▼

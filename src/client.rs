//! HTTP client for the CloudConvert v2 API.
//!
//! [`CloudConvertClient`] is built once per invocation from a
//! [`ClientConfig`] and passed explicitly to whatever needs it. It adds the
//! bearer token, picks the regular or sync base URL, drops empty bodies and
//! query strings, and turns every non-2xx answer into
//! [`CloudConvertError::Api`] carrying the method, URL and the API's
//! message. There are no retries: a failed call fails the caller.

use crate::config::ClientConfig;
use crate::error::CloudConvertError;
use crate::extract::ResultItem;
use crate::filters::{ListFilter, Query};
use crate::formats::{self, FormatDirection, FormatOption};
use crate::graph::Operation;
use crate::model::{decode, Envelope, Job, JobRequest, OperationEntry, Page, TaskResult, UploadForm};
use crate::output::BinaryAttachment;
use crate::paginate::{self, PageSource};
use reqwest::header::{ACCEPT, CONTENT_TYPE};
use reqwest::multipart::{Form, Part};
use reqwest::Method;
use serde::de::DeserializeOwned;
use serde_json::Value;
use std::time::Duration;
use tracing::{debug, info};

/// Longest API error body quoted in an error message.
const BODY_PREVIEW_LIMIT: usize = 512;

/// Authenticated CloudConvert API client.
#[derive(Debug, Clone)]
pub struct CloudConvertClient {
    http: reqwest::Client,
    config: ClientConfig,
}

impl CloudConvertClient {
    pub fn new(config: ClientConfig) -> Result<Self, CloudConvertError> {
        let http = reqwest::Client::builder()
            .timeout(Duration::from_secs(config.timeout_secs))
            .user_agent(config.user_agent.clone())
            .build()
            .map_err(|source| CloudConvertError::Http {
                url: config.api_base_url().to_string(),
                source,
            })?;
        Ok(Self { http, config })
    }

    pub fn config(&self) -> &ClientConfig {
        &self.config
    }

    // ── Core request ─────────────────────────────────────────────────────

    /// Send one JSON request and return the decoded body.
    ///
    /// `body` is omitted when `None` or an empty object; `query` is omitted
    /// when empty. `sync` selects the blocking sync base URL. An empty
    /// response body (e.g. `204 No Content`) yields `Value::Null`.
    pub async fn request(
        &self,
        method: Method,
        endpoint: &str,
        body: Option<&Value>,
        query: &Query,
        sync: bool,
    ) -> Result<Value, CloudConvertError> {
        let base = if sync {
            self.config.sync_base_url()
        } else {
            self.config.api_base_url()
        };
        let url = format!("{base}{endpoint}");

        let mut req = self
            .http
            .request(method.clone(), &url)
            .bearer_auth(&self.config.api_key)
            .header(ACCEPT, "application/json");
        if !query.is_empty() {
            req = req.query(query);
        }
        if let Some(body) = body.filter(|b| !is_empty_body(b)) {
            req = req.json(body);
        }

        debug!("{} {}{}", method, url, if sync { " (sync)" } else { "" });
        let response = req.send().await.map_err(|source| CloudConvertError::Http {
            url: url.clone(),
            source,
        })?;

        let status = response.status();
        let text = response.text().await.map_err(|source| CloudConvertError::Http {
            url: url.clone(),
            source,
        })?;

        if !status.is_success() {
            return Err(CloudConvertError::Api {
                method: method.to_string(),
                url,
                status: status.as_u16(),
                message: api_message(&text),
            });
        }

        if text.trim().is_empty() {
            return Ok(Value::Null);
        }
        serde_json::from_str(&text).map_err(|source| CloudConvertError::Decode { url, source })
    }

    /// [`Self::request`] for `{"data": T}` responses.
    async fn request_data<T: DeserializeOwned>(
        &self,
        method: Method,
        endpoint: &str,
        body: Option<&Value>,
        query: &Query,
        sync: bool,
    ) -> Result<T, CloudConvertError> {
        let value = self.request(method, endpoint, body, query, sync).await?;
        let envelope: Envelope<T> = decode(endpoint, value)?;
        Ok(envelope.data)
    }

    async fn list_page(
        &self,
        endpoint: &str,
        filter: &ListFilter,
        limit: usize,
    ) -> Result<Page, CloudConvertError> {
        let mut query = filter.to_query();
        query.push(("per_page".to_string(), limit.to_string()));
        self.fetch_page(endpoint, &query).await
    }

    // ── Jobs ─────────────────────────────────────────────────────────────

    /// `POST /jobs`. With `wait`, the sync endpoint answers once the job has
    /// finished, so export URLs are already present.
    pub async fn create_job(&self, job: &JobRequest, wait: bool) -> Result<Job, CloudConvertError> {
        let body = serde_json::to_value(job).map_err(|source| CloudConvertError::Decode {
            url: "/jobs".to_string(),
            source,
        })?;
        let job: Job = self
            .request_data(Method::POST, "/jobs", Some(&body), &Query::new(), wait)
            .await?;
        info!("Created job {} ({})", job.id, job.status);
        Ok(job)
    }

    pub async fn get_job(&self, job_id: &str) -> Result<Job, CloudConvertError> {
        self.request_data(Method::GET, &format!("/jobs/{job_id}"), None, &Query::new(), false)
            .await
    }

    /// Block until the job has finished (or failed).
    pub async fn wait_job(&self, job_id: &str) -> Result<Job, CloudConvertError> {
        self.request_data(Method::GET, &format!("/jobs/{job_id}"), None, &Query::new(), true)
            .await
    }

    /// One page of at most `limit` jobs.
    pub async fn list_jobs(&self, filter: &ListFilter, limit: usize) -> Result<Page, CloudConvertError> {
        self.list_page("/jobs", filter, limit).await
    }

    /// Every job matching `filter`.
    pub async fn list_all_jobs(&self, filter: &ListFilter) -> Result<Vec<Value>, CloudConvertError> {
        paginate::fetch_all(self, "/jobs", &filter.to_query()).await
    }

    pub async fn delete_job(&self, job_id: &str) -> Result<(), CloudConvertError> {
        self.request(Method::DELETE, &format!("/jobs/{job_id}"), None, &Query::new(), false)
            .await?;
        info!("Deleted job {}", job_id);
        Ok(())
    }

    // ── Tasks ────────────────────────────────────────────────────────────

    /// `POST /<operation>` with a free-form task body.
    pub async fn create_task(&self, operation: Operation, data: &Value) -> Result<TaskResult, CloudConvertError> {
        self.request_data(
            Method::POST,
            &format!("/{}", operation.as_str()),
            Some(data),
            &Query::new(),
            false,
        )
        .await
    }

    pub async fn get_task(&self, task_id: &str) -> Result<TaskResult, CloudConvertError> {
        self.request_data(Method::GET, &format!("/tasks/{task_id}"), None, &Query::new(), false)
            .await
    }

    pub async fn wait_task(&self, task_id: &str) -> Result<TaskResult, CloudConvertError> {
        self.request_data(Method::GET, &format!("/tasks/{task_id}"), None, &Query::new(), true)
            .await
    }

    pub async fn list_tasks(&self, filter: &ListFilter, limit: usize) -> Result<Page, CloudConvertError> {
        self.list_page("/tasks", filter, limit).await
    }

    pub async fn list_all_tasks(&self, filter: &ListFilter) -> Result<Vec<Value>, CloudConvertError> {
        paginate::fetch_all(self, "/tasks", &filter.to_query()).await
    }

    pub async fn delete_task(&self, task_id: &str) -> Result<(), CloudConvertError> {
        self.request(Method::DELETE, &format!("/tasks/{task_id}"), None, &Query::new(), false)
            .await?;
        Ok(())
    }

    pub async fn cancel_task(&self, task_id: &str) -> Result<TaskResult, CloudConvertError> {
        self.request_data(Method::POST, &format!("/tasks/{task_id}/cancel"), None, &Query::new(), false)
            .await
    }

    pub async fn retry_task(&self, task_id: &str) -> Result<TaskResult, CloudConvertError> {
        self.request_data(Method::POST, &format!("/tasks/{task_id}/retry"), None, &Query::new(), false)
            .await
    }

    // ── Upload handshake ─────────────────────────────────────────────────

    /// `POST /import/upload`: returns a task whose result holds the form to
    /// post the file to.
    pub async fn create_upload_task(&self) -> Result<TaskResult, CloudConvertError> {
        self.request_data(Method::POST, "/import/upload", None, &Query::new(), false)
            .await
    }

    /// Post the file as a multipart form: every form parameter as a text
    /// part, then the `file` part. The storage URL is pre-signed, so no
    /// bearer token is sent.
    pub async fn upload_file(&self, form: &UploadForm, file: &BinaryAttachment) -> Result<(), CloudConvertError> {
        let mut multipart = Form::new();
        for (key, value) in &form.parameters {
            let text = match value {
                Value::String(s) => s.clone(),
                other => other.to_string(),
            };
            multipart = multipart.text(key.clone(), text);
        }

        let mut part = Part::bytes(file.data.to_vec()).file_name(file.file_name.clone());
        if let Some(mime) = &file.mime_type {
            part = part.mime_str(mime).map_err(|source| CloudConvertError::Http {
                url: form.url.clone(),
                source,
            })?;
        }
        multipart = multipart.part("file", part);

        debug!("Uploading {} ({} bytes) to {}", file.file_name, file.file_size, form.url);
        let response = self
            .http
            .post(&form.url)
            .multipart(multipart)
            .send()
            .await
            .map_err(|source| CloudConvertError::Http {
                url: form.url.clone(),
                source,
            })?;

        if !response.status().is_success() {
            return Err(CloudConvertError::UploadRejected {
                url: form.url.clone(),
                status: response.status().as_u16(),
            });
        }
        Ok(())
    }

    /// Full handshake: create the upload task, then post the file to it.
    pub async fn upload(&self, file: &BinaryAttachment) -> Result<TaskResult, CloudConvertError> {
        let task = self.create_upload_task().await?;
        let form = task
            .result
            .as_ref()
            .and_then(|r| r.form.as_ref())
            .ok_or_else(|| CloudConvertError::MissingUploadForm {
                task_id: task.id.clone(),
            })?;
        self.upload_file(form, file).await?;
        info!("Uploaded {} via task {}", file.file_name, task.id);
        Ok(task)
    }

    // ── Downloads ────────────────────────────────────────────────────────

    /// Fetch a result file's bytes. Export URLs are pre-signed.
    pub async fn download(&self, item: &ResultItem) -> Result<BinaryAttachment, CloudConvertError> {
        let http_err = |source| CloudConvertError::Http {
            url: item.url.clone(),
            source,
        };
        let response = self.http.get(&item.url).send().await.map_err(http_err)?;
        let status = response.status();
        if !status.is_success() {
            let body = response.text().await.unwrap_or_default();
            return Err(CloudConvertError::Api {
                method: "GET".to_string(),
                url: item.url.clone(),
                status: status.as_u16(),
                message: api_message(&body),
            });
        }

        let mime_type = response
            .headers()
            .get(CONTENT_TYPE)
            .and_then(|v| v.to_str().ok())
            .map(str::to_string);
        let data = response.bytes().await.map_err(http_err)?;
        info!(
            "Downloaded {} ({} bytes, file {}/{})",
            item.filename,
            data.len(),
            item.file_index + 1,
            item.total_files
        );
        Ok(BinaryAttachment::new(item.filename.clone(), mime_type, data))
    }

    // ── Catalog & account ────────────────────────────────────────────────

    /// `GET /operations` with the given filter.
    pub async fn list_operations(&self, filter: &ListFilter) -> Result<Vec<OperationEntry>, CloudConvertError> {
        self.request_data(Method::GET, "/operations", None, &filter.to_query(), false)
            .await
    }

    /// Formats available on one side of a conversion, given the other side.
    pub async fn list_formats(
        &self,
        direction: FormatDirection,
        known: Option<&str>,
    ) -> Result<Vec<FormatOption>, CloudConvertError> {
        let entries = self
            .list_operations(&formats::catalog_filter(direction, known))
            .await?;
        Ok(formats::collect_formats(&entries, direction, known))
    }

    /// `GET /users/me`.
    pub async fn me(&self) -> Result<Value, CloudConvertError> {
        self.request_data(Method::GET, "/users/me", None, &Query::new(), false)
            .await
    }

    /// Lightweight connectivity check of the API key and environment.
    pub async fn verify_credentials(&self) -> Result<(), CloudConvertError> {
        self.me().await.map(|_| ())
    }
}

impl PageSource for CloudConvertClient {
    async fn fetch_page(&self, endpoint: &str, query: &Query) -> Result<Page, CloudConvertError> {
        let value = self.request(Method::GET, endpoint, None, query, false).await?;
        decode(endpoint, value)
    }
}

fn is_empty_body(body: &Value) -> bool {
    match body {
        Value::Null => true,
        Value::Object(map) => map.is_empty(),
        _ => false,
    }
}

/// The API's `message` field if the body is a JSON error, otherwise a
/// trimmed preview of the raw body.
fn api_message(body: &str) -> String {
    if let Ok(Value::Object(map)) = serde_json::from_str::<Value>(body) {
        if let Some(Value::String(msg)) = map.get("message") {
            return msg.clone();
        }
    }
    preview_body(body)
}

fn preview_body(body: &str) -> String {
    let trimmed = body.trim();
    if trimmed.is_empty() {
        return "<empty body>".to_string();
    }
    if trimmed.chars().count() <= BODY_PREVIEW_LIMIT {
        return trimmed.to_string();
    }
    let mut out: String = trimmed.chars().take(BODY_PREVIEW_LIMIT).collect();
    out.push_str("...");
    out
}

▲

## WORK TO BE COMPLETED
Show every line of the records above that contains the word "endpoint".

## OUTPUT OF THE TASK
        endpoint: &str,
        let url = format!("{base}{endpoint}");
        endpoint: &str,
        let value = self.request(method, endpoint, body, query, sync).await?;
        let envelope: Envelope<T> = decode(endpoint, value)?;
        endpoint: &str,
        self.fetch_page(endpoint, &query).await
    /// `POST /jobs`. With `wait`, the sync endpoint answers once the job has
    async fn fetch_page(&self, endpoint: &str, query: &Query) -> Result<Page, CloudConvertError> {
        let value = self.request(Method::GET, endpoint, None, query, false).await?;
        decode(endpoint, value)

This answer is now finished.